Les pays développés semblent à première vue les
moins touchés économiquement par la guerre des Balkans. Pourtant,
une poignée d'entre-eux sont trop impliqués, comme les membres
de la force alliée, ou trop proches, comme l'Italie et la Grèce,
pour que leur économie sorte du conflit sans une égratignure.
Si la guerre ne dépasse pas le stade des frappes aériennes, elle n'aura probablement qu'un impact mineur sur les pays développés. "Les différentes estimations en vigueur évaluent le coût de la guerre entre 50 et 500 millions de dollars par jour", observe Holger Schmieding, économiste chez Merrill Lynch. En retenant un coût moyen de 200 millions de dollars par jour, il estime que trois mois de bombardements coûteraient 0,12% de leur PIB aux pays de l'Otan. Selon les calculs d'Eric Chaney, économiste chez Morgan Stanley, une opération de maintient de la paix au Kosovo, après un éventuel retrait des Serbes, coûterait, lui aussi, autour de 0,1% de PIB (voir interview Le coût de la guerre).

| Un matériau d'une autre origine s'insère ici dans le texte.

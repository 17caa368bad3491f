use clap::{Parser, Subcommand, ValueEnum};
use ghost_catalog::catalog::Catalog;
use ghost_catalog::data::Catalogs;
use ghost_catalog::facets::ALL;
use ghost_catalog::output::{self, Listing};
use ghost_catalog::query::Query;
use ghost_catalog::session::{BrowseSession, SessionCommand};
use ghost_catalog::{config, engine, generate};
use serde::Serialize;
use std::io::{BufRead, Write};
use std::path::PathBuf;
use tracing_subscriber::EnvFilter;

/// Shared flags for the listing commands.
#[derive(clap::Args, Clone)]
struct QueryArgs {
    /// Case-insensitive substring of the name or description
    #[arg(long, short, default_value = "")]
    search: String,

    /// Exact category label; "All" disables the filter
    #[arg(long, short, default_value = ALL)]
    category: String,

    /// Page to show, 1-indexed (out-of-range values are clamped)
    #[arg(long, short, default_value_t = 1)]
    page: usize,

    /// Print the query result as JSON
    #[arg(long)]
    json: bool,
}

impl QueryArgs {
    fn query(&self) -> Query {
        Query::new(self.search.clone(), self.category.clone(), self.page)
    }
}

#[derive(Clone, Copy, ValueEnum)]
enum Hub {
    Modules,
    Projects,
}

#[derive(Parser)]
#[command(name = "ghost-catalog")]
#[command(about = "Browse the GhostMicro module library and project tutorials")]
#[command(long_about = "\
Browse the GhostMicro module library and project tutorials

Two catalogs ship built in: the library hub (downloadable modules) and the
project hub (step-by-step tutorials, six per page). Both can be searched
by name or description and narrowed to one category.

Examples:

  ghost-catalog projects --search esp32 --page 2
  ghost-catalog modules --category Security
  ghost-catalog project esp32-lora-long-range
  ghost-catalog browse projects
  ghost-catalog generate --output dist

Config (optional) is read from <config-dir>/config.toml. It can point either
catalog at a TOML or JSON file and change page sizes and site colors.

Run 'ghost-catalog gen-config' to generate a documented config.toml.")]
#[command(version)]
struct Cli {
    /// Directory holding config.toml
    #[arg(long, default_value = ".", global = true)]
    config_dir: PathBuf,

    /// Log more (-v info, -vv debug). RUST_LOG overrides.
    #[arg(short, long, action = clap::ArgAction::Count, global = true)]
    verbose: u8,

    #[command(subcommand)]
    command: Command,
}

#[derive(Subcommand)]
enum Command {
    /// List library modules
    Modules(QueryArgs),
    /// List project tutorials
    Projects(QueryArgs),
    /// Show one project manual by slug
    Project {
        slug: String,
        #[arg(long)]
        json: bool,
    },
    /// Show one module by archive file name
    Module {
        file: String,
        #[arg(long)]
        json: bool,
    },
    /// List the categories of a hub
    Categories {
        #[arg(value_enum)]
        hub: Hub,
    },
    /// Browse a hub interactively
    Browse {
        #[arg(value_enum)]
        hub: Hub,
    },
    /// Render the static HTML site
    Generate {
        /// Output directory
        #[arg(long, default_value = "dist")]
        output: PathBuf,
    },
    /// Validate both catalogs and print their versions
    Check,
    /// Print a stock config.toml with all options documented
    GenConfig,
}

fn main() -> Result<(), Box<dyn std::error::Error>> {
    let cli = Cli::parse();
    init_tracing(cli.verbose);

    if let Command::GenConfig = cli.command {
        print!("{}", config::stock_config_toml());
        return Ok(());
    }

    let site_config = config::load_config(&cli.config_dir)?;
    let catalogs = Catalogs::resolve(&site_config, &cli.config_dir)?;

    match cli.command {
        Command::Modules(args) => list("Modules", &catalogs.modules, &args)?,
        Command::Projects(args) => list("Projects", &catalogs.projects, &args)?,
        Command::Project { slug, json } => match engine::resolve(&catalogs.projects, &slug) {
            Some(project) if json => print_json(project)?,
            Some(project) => output::print_lines(&output::format_project_detail(project)),
            None => not_found("project", &slug),
        },
        Command::Module { file, json } => match engine::resolve(&catalogs.modules, &file) {
            Some(module) if json => print_json(module)?,
            Some(module) => {
                let url = site_config.modules.download_url(&module.file);
                output::print_lines(&output::format_module_detail(module, &url));
            }
            None => not_found("module", &file),
        },
        Command::Categories { hub } => {
            let categories = match hub {
                Hub::Modules => catalogs.modules.categories(),
                Hub::Projects => catalogs.projects.categories(),
            };
            output::print_lines(&output::format_categories(categories));
        }
        Command::Browse { hub } => match hub {
            Hub::Modules => browse("Modules", &catalogs.modules)?,
            Hub::Projects => browse("Projects", &catalogs.projects)?,
        },
        Command::Generate { output: dir } => {
            println!("==> Generating site → {}", dir.display());
            let summary = generate::generate(&catalogs, &site_config, &dir)?;
            output::print_lines(&output::format_generate_summary(&summary));
        }
        Command::Check => {
            println!("==> Checking catalogs");
            catalogs.modules.validate()?;
            catalogs.projects.validate()?;
            output::print_lines(&output::format_check("Modules", &catalogs.modules));
            output::print_lines(&output::format_check("Projects", &catalogs.projects));
            println!("==> Catalogs are valid");
        }
        // Printed before config loading.
        Command::GenConfig => {}
    }

    Ok(())
}

/// stderr subscriber; stdout carries command output only.
fn init_tracing(verbose: u8) {
    let default = match verbose {
        0 => "warn",
        1 => "info",
        _ => "debug",
    };
    let filter = EnvFilter::try_from_default_env().unwrap_or_else(|_| EnvFilter::new(default));
    tracing_subscriber::fmt()
        .with_env_filter(filter)
        .with_writer(std::io::stderr)
        .init();
}

fn list<T: Listing + Serialize>(
    heading: &str,
    catalog: &Catalog<T>,
    args: &QueryArgs,
) -> Result<(), serde_json::Error> {
    let query = args.query();
    let result = engine::evaluate_query(catalog, &query);
    if args.json {
        print_json(&result)?;
    } else {
        output::print_listing(heading, &query, &result);
    }
    Ok(())
}

fn print_json<S: Serialize + ?Sized>(value: &S) -> Result<(), serde_json::Error> {
    println!("{}", serde_json::to_string_pretty(value)?);
    Ok(())
}

fn not_found(kind: &str, id: &str) -> ! {
    output::print_lines(&output::format_not_found(kind, id));
    std::process::exit(1);
}

/// Line-driven session: render, read a command, apply, repeat until `q` or
/// end of input.
fn browse<T: Listing>(heading: &str, catalog: &Catalog<T>) -> std::io::Result<()> {
    let mut session = BrowseSession::new(catalog);
    let stdin = std::io::stdin();
    let mut stdout = std::io::stdout();
    let mut line = String::new();

    loop {
        let result = session.evaluate();
        output::print_listing(heading, session.query(), &result);

        loop {
            print!("> ");
            stdout.flush()?;
            line.clear();
            if stdin.lock().read_line(&mut line)? == 0 {
                return Ok(());
            }
            if line.trim().is_empty() {
                continue;
            }
            match SessionCommand::parse(&line) {
                Ok(command) => {
                    if !session.apply(command) {
                        return Ok(());
                    }
                    break;
                }
                Err(err) => eprintln!("{err}"),
            }
        }
    }
}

Bien que ces coûts paraissent modestes à l'échelle des pays les plus riches, les effets de la guerre touchent déjà leurs points les plus sensibles. Le commissaire européen chargé du tourisme, Christos Papoutsis, a ainsi déclaré que la crise du Kosovo avait de graves conséquences pour l'industrie du tourisme, en Grèce et en Italie. Au sud de la cote adriatique italienne, en face des Balkans, les réservations seraient déjà en chute de 40% pour la saison estivale. Au total, les recettes touristiques italiennes pourraient reculer de 10% cette année, ce qui représenterait une perte de pratiquement 20 milliards de francs pour le pays. En Grèce, le chiffre est moins précis mais l'inquiétude aussi grande. De nombreux touristes Américains ont déjà annulé leurs vacances dans le nord de l'archipel. Compte tenu des autres effets de la guerre sur l'économie grecque, notamment sur le commerce, sa croissance pourrait ralentir de 0,5%, pour redescendre autour de 3% cette année.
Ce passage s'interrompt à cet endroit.